Once a mainstay of the American economic system, the gold standard has seemed like a far-flung fantasy for the last few decades. Returning to the gold standard, where a nation’s currency is valued based on a fixed amount of gold, has been dismissed by many economists as not feasible in a modern economy.
But the concept of returning to the gold standard in the United States has gained steam over the last couple of years.
A few members of Congress and even the former President of the United States, Donald Trump, have advocated for a return.

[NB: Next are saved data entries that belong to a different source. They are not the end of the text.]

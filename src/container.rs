use std::ffi::{CString, c_char};
use std::fs::{File, OpenOptions};
use std::os::fd::{AsRawFd, OwnedFd};
use std::os::unix::ffi::OsStrExt;

use nix::errno::Errno;
use nix::sched::{CloneFlags, clone};
use nix::sys::signal::Signal;
use nix::sys::wait::{WaitStatus, waitpid};
use nix::unistd::Pid;

use crate::cgroups::{CgroupManager, CgroupV2Manager, MountProbe, ResourceConfig};
use crate::channel::{self, CommandSink, ControlWriter, INIT_PIPE_FD};
use crate::error::{Error, Result};
use crate::logging::LogConfig;

const STACK_SIZE: usize = 1024 * 1024;

/// Argument that switches the re-executed binary into init mode.
pub const INIT_SUBCOMMAND: &str = "init";

/// Namespaces the container gets. No user namespace: root inside is root outside.
pub const NAMESPACE_FLAGS: CloneFlags = CloneFlags::CLONE_NEWUTS
    .union(CloneFlags::CLONE_NEWPID)
    .union(CloneFlags::CLONE_NEWNS)
    .union(CloneFlags::CLONE_NEWNET)
    .union(CloneFlags::CLONE_NEWIPC);

/// A child process that can be started once and waited for.
pub trait ContainerProcess {
    fn start(&mut self) -> Result<Pid>;
    /// Blocks until the child exits and returns its exit code.
    fn wait(&mut self) -> Result<i32>;
}

/// The not-yet-started init process: this executable, re-run as `init`
/// inside fresh namespaces, reading its command from the control channel.
#[derive(Debug)]
pub struct ParentProcess {
    program: CString,
    argv: Vec<CString>,
    flags: CloneFlags,
    interactive: bool,
    init_pipe: Option<OwnedFd>,
    pid: Option<Pid>,
}

/// Builds the init process and the write end of its control channel.
///
/// With `interactive` the child shares this process's stdin/stdout/stderr;
/// otherwise they are connected to `/dev/null`. The init process logs with
/// the same settings as the launcher.
pub fn new_parent_process(
    interactive: bool,
    log: &LogConfig,
) -> Result<(ParentProcess, ControlWriter)> {
    let exe = std::env::current_exe().map_err(|e| Error::io("/proc/self/exe", e))?;
    let program = CString::new(exe.as_os_str().as_bytes())
        .map_err(|e| Error::io(&exe, std::io::Error::other(e)))?;
    let mut argv = vec![program.clone()];
    for arg in init_args(log) {
        argv.push(CString::new(arg).map_err(|e| Error::io(&exe, std::io::Error::other(e)))?);
    }

    let (read, writer) = channel::control_channel()?;
    tracing::debug!(exe = %exe.display(), interactive, "prepared init process");

    Ok((
        ParentProcess {
            program,
            argv,
            flags: NAMESPACE_FLAGS,
            interactive,
            init_pipe: Some(read),
            pid: None,
        },
        writer,
    ))
}

/// Arguments after the program name that start this binary in init mode.
fn init_args(log: &LogConfig) -> Vec<String> {
    vec![
        "--log-level".to_string(),
        log.filter.clone(),
        "--log-format".to_string(),
        log.format.as_str().to_string(),
        INIT_SUBCOMMAND.to_string(),
    ]
}

impl ParentProcess {
    pub fn pid(&self) -> Option<Pid> {
        self.pid
    }
}

impl ContainerProcess for ParentProcess {
    /// Clones the child with all namespace flags applied at creation time.
    fn start(&mut self) -> Result<Pid> {
        if self.pid.is_some() {
            return Err(Error::AlreadyStarted);
        }
        let init_pipe = self.init_pipe.take().ok_or(Error::AlreadyStarted)?;
        let dev_null = if self.interactive {
            None
        } else {
            Some(open_dev_null()?)
        };

        // execv(3) takes a null-terminated pointer array; build it here so the
        // child does not allocate after clone.
        let program = self.program.as_ptr();
        let argv_ptrs: Vec<*const c_char> = self
            .argv
            .iter()
            .map(|arg| arg.as_ptr())
            .chain(std::iter::once(std::ptr::null()))
            .collect();
        let argv = argv_ptrs.as_ptr();
        let pipe_fd = init_pipe.as_raw_fd();
        let null_fd = dev_null.as_ref().map(AsRawFd::as_raw_fd);

        // allocate stack for the child process
        let mut stack = vec![0u8; STACK_SIZE];
        let child_pid = unsafe {
            clone(
                Box::new(move || {
                    // Only async-signal-safe calls between here and execv.
                    if let Err(errno) = install_child_fds(pipe_fd, null_fd) {
                        return errno as isize;
                    }
                    libc::execv(program, argv);
                    Errno::last_raw() as isize
                }),
                &mut stack,
                self.flags,
                Some(Signal::SIGCHLD as i32),
            )
        }
        .map_err(Error::Clone)?;

        tracing::info!(pid = child_pid.as_raw(), "started init process");
        self.pid = Some(child_pid);
        Ok(child_pid)
    }

    fn wait(&mut self) -> Result<i32> {
        let pid = self.pid.ok_or(Error::NotStarted)?;
        wait_for_child(pid)
    }
}

fn open_dev_null() -> Result<File> {
    OpenOptions::new()
        .read(true)
        .write(true)
        .open("/dev/null")
        .map_err(|e| Error::io("/dev/null", e))
}

/// Runs in the cloned child: puts the channel at its fixed slot and detaches stdio if asked.
fn install_child_fds(pipe_fd: i32, null_fd: Option<i32>) -> nix::Result<()> {
    unsafe {
        if let Some(null_fd) = null_fd {
            for stdio in 0..3 {
                Errno::result(libc::dup2(null_fd, stdio))?;
            }
        }
        if pipe_fd == INIT_PIPE_FD {
            let flags = Errno::result(libc::fcntl(pipe_fd, libc::F_GETFD))?;
            Errno::result(libc::fcntl(pipe_fd, libc::F_SETFD, flags & !libc::FD_CLOEXEC))?;
        } else {
            Errno::result(libc::dup2(pipe_fd, INIT_PIPE_FD))?;
        }
    }
    Ok(())
}

fn wait_for_child(pid: Pid) -> Result<i32> {
    let code = match waitpid(pid, None).map_err(Error::Wait)? {
        WaitStatus::Exited(_, code) => code,
        WaitStatus::Signaled(_, signal, _) => 128 + signal as i32,
        _ => 1,
    };
    tracing::info!(pid = pid.as_raw(), code, "container process exited");
    Ok(code)
}

/// Everything needed to run one container.
#[derive(Debug, Clone)]
pub struct RunOptions {
    pub command: Vec<String>,
    pub interactive: bool,
    pub resources: ResourceConfig,
    /// Name of the cgroup under the cgroup2 mountpoint.
    pub cgroup_name: String,
    /// Logging settings handed to the init process.
    pub log: LogConfig,
}

/// Runs `options.command` in a new container and returns its exit code.
///
/// Input is validated before any pipe, process or cgroup is created.
pub fn run_container(options: &RunOptions, probe: &impl MountProbe) -> Result<i32> {
    if options.command.is_empty() {
        return Err(Error::MissingCommand);
    }
    options.resources.validate()?;

    let (process, writer) = new_parent_process(options.interactive, &options.log)?;
    let cgroup = CgroupV2Manager::new(&options.cgroup_name, probe)?;
    launch(process, writer, &cgroup, &options.resources, &options.command)
}

/// Drives one container through its lifecycle.
///
/// The child is attached to the cgroup before the command is sent, so it
/// never runs the command unconstrained. If anything fails after the child
/// started, the channel is closed empty, which makes the child exit without
/// running anything; it is reaped and the cgroup removed before the error is
/// returned.
pub fn launch<P, W, C>(
    mut process: P,
    writer: W,
    cgroup: &C,
    resources: &ResourceConfig,
    command: &[String],
) -> Result<i32>
where
    P: ContainerProcess,
    W: CommandSink,
    C: CgroupManager,
{
    cgroup.create()?;
    if let Err(e) = cgroup.set(resources) {
        release_cgroup(cgroup);
        return Err(e);
    }

    let pid = match process.start() {
        Ok(pid) => pid,
        Err(e) => {
            release_cgroup(cgroup);
            return Err(e);
        }
    };

    if let Err(e) = cgroup.add_process(pid) {
        // closing the channel unsent is what lets the child exit
        drop(writer);
        return Err(abort(&mut process, cgroup, pid, e));
    }
    if let Err(e) = writer.send(command) {
        return Err(abort(&mut process, cgroup, pid, e));
    }

    let status = process.wait();
    release_cgroup(cgroup);
    status
}

fn abort(
    process: &mut impl ContainerProcess,
    cgroup: &impl CgroupManager,
    pid: Pid,
    cause: Error,
) -> Error {
    tracing::error!(pid = pid.as_raw(), error = %cause, "aborting container start");
    if let Err(e) = process.wait() {
        tracing::warn!(error = %e, "failed to reap aborted init process");
    }
    release_cgroup(cgroup);
    cause
}

fn release_cgroup(cgroup: &impl CgroupManager) {
    if let Err(e) = cgroup.destroy() {
        tracing::warn!(error = %e, "failed to remove cgroup");
    }
}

Economist Judy Shelton has expressed strong support for returning and even called for a new Bretton Woods conference in 2019. The 1944 Bretton Woods agreement outlined the post-WW2 economic order and set the exchange value for all currencies in regard to gold. In 1976, the U.S. officially decoupled the value of the dollar from gold entirely after years of declining stockpiles and the effects of President Richard Nixon’s economic policies.
As talked about the gold standard slowly gains steam, many wonder if it could even be possible for a nation as large and complex as the United States to return to a gold standard.
The answer is complicated. It depends on the economic perspectives of a particular person. Keep reading to understand some of the details behind the gold standard and how it could work.
Does The Gold Standard Actually Fix Any Problems?
Critics of the gold standard argue a return would not fix many problems, as runaway inflation has been relatively low for a few decades now, compared to what was seen in the 1970s.
Others argue a return would destabilize the dollar due to the fluctuating spot price of gold, pointing towards what was seen in 2020. In 2019, gold prices once hovered around $1,450 an ounce but surged past $2,000 in August 2020 as demand rose. They claim these fluctuations could wreak havoc if gold did move drastically and argue exchange rates between modern currencies are much more stable.
Another issue with returning to the gold standard comes down to responses by entities like the Federal Reserve. If the United States did return, the Fed would not be able to lower interest rates to respond to the economic crisis, as the dollar’s value compared to gold would shift. It would also present an inability for the Fed to raise interest rates to counter inflation.
Additionally, a finite monetary supply hinged on gold would limit economic growth and hamper the free flow of capital to fund businesses. If the United States was the sole country that converted to a gold standard, other nations could simply ask America to redeem dollars with gold – draining reserves very quickly. Currently, the United States does not have enough gold (at current prices) to pay off debt.
Returning To The Gold Standard Could Still Be A Possibility
Some proponents for returning to the gold standard argue the main issues are not of policy but of ideology. They claim a drastic shift could occur if citizens and politicians were willing to adopt a more self-reliant economic attitude and shift away from demanding massive government spending.
They claim the purchasing power per unit of gold would be more stable than a fiat currency, and the long-term costs of reintroducing gold would actually not be as exorbitant of a cost compared to adhering to a paper money standard.
Additionally, returning to a gold standard would limit government entities’ ability to print money and raise the national debt. Since the U.S. left the standard in 1971, the amount of circulating currency increased from $48.6 billion to over $5.2 trillion in 2020. A standard would ensure money could only be printed if there is a corresponding amount of gold.
While the gold standard has many critics, it has several advocates other than former President Donald Trump and a few members of Congress. Former Federal Reserve Chairman Alan Greenspan argued the gold standard is “the primary global currency.” Steve Forbes said a return is needed to save the nation from a crisis worse than 2008.
Can The U.S. Return To The Gold Standard?
The argument over if the United States can return to the gold standard largely comes down to financial ideology. A move is possible for those who believe the United States can make massive adjustments to how it spends and sees the money. However, it is not possible if one believes the Federal Reserve’s power and its ability to respond to economic crises is the best financial strategy to keep the country afloat.